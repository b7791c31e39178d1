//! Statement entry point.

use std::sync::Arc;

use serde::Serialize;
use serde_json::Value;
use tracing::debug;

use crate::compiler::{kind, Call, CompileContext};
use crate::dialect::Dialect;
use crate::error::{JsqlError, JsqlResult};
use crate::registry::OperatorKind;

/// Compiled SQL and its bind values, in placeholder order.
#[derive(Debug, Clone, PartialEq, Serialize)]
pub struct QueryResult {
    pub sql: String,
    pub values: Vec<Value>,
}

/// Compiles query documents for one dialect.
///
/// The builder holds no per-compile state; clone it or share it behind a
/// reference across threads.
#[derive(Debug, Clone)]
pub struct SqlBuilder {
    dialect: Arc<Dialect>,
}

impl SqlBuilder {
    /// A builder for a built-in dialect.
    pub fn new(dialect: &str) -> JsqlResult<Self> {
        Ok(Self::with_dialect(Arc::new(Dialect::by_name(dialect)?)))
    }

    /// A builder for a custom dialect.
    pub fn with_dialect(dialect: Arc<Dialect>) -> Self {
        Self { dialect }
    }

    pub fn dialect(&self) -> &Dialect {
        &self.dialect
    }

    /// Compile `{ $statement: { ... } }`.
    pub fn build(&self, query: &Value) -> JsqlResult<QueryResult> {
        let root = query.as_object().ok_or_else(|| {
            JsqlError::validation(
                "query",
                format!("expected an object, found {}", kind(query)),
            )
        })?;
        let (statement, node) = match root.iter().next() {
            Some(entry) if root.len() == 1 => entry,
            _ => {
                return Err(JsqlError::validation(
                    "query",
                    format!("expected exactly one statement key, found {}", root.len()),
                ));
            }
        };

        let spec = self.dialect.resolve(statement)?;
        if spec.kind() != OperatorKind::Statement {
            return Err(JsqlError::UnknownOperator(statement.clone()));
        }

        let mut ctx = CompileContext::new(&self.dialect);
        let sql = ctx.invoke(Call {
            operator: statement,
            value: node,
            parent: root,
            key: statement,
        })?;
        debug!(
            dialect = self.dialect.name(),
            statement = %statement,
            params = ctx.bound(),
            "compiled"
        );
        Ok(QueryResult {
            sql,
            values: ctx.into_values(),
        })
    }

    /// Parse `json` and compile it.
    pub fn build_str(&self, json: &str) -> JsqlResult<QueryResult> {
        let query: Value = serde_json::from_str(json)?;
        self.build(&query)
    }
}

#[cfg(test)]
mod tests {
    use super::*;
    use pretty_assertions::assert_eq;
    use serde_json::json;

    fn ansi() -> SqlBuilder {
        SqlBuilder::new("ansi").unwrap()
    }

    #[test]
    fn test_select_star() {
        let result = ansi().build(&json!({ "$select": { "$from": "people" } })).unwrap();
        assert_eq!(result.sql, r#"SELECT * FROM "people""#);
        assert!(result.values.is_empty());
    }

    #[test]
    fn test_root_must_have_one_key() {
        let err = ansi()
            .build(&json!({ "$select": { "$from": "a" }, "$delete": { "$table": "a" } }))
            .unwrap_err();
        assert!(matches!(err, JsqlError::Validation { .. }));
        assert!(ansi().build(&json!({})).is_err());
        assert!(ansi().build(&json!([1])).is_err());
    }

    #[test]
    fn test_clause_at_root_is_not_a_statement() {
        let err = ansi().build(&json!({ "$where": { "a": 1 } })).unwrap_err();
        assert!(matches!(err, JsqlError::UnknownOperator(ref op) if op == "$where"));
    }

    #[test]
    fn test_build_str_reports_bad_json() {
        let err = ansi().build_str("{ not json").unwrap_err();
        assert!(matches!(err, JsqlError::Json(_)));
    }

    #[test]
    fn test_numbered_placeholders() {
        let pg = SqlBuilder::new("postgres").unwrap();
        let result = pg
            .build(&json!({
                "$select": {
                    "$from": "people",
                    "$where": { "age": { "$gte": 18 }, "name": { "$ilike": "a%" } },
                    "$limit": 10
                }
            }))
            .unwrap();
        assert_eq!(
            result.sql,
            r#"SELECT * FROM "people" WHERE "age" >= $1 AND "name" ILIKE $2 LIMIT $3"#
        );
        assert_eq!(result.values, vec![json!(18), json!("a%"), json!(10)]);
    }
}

* Required work: Which lines of the material above hold the string "return"? Pull them out.

* Result:
                return Err(JsqlError::validation(
            return Err(JsqlError::UnknownOperator(statement.clone()));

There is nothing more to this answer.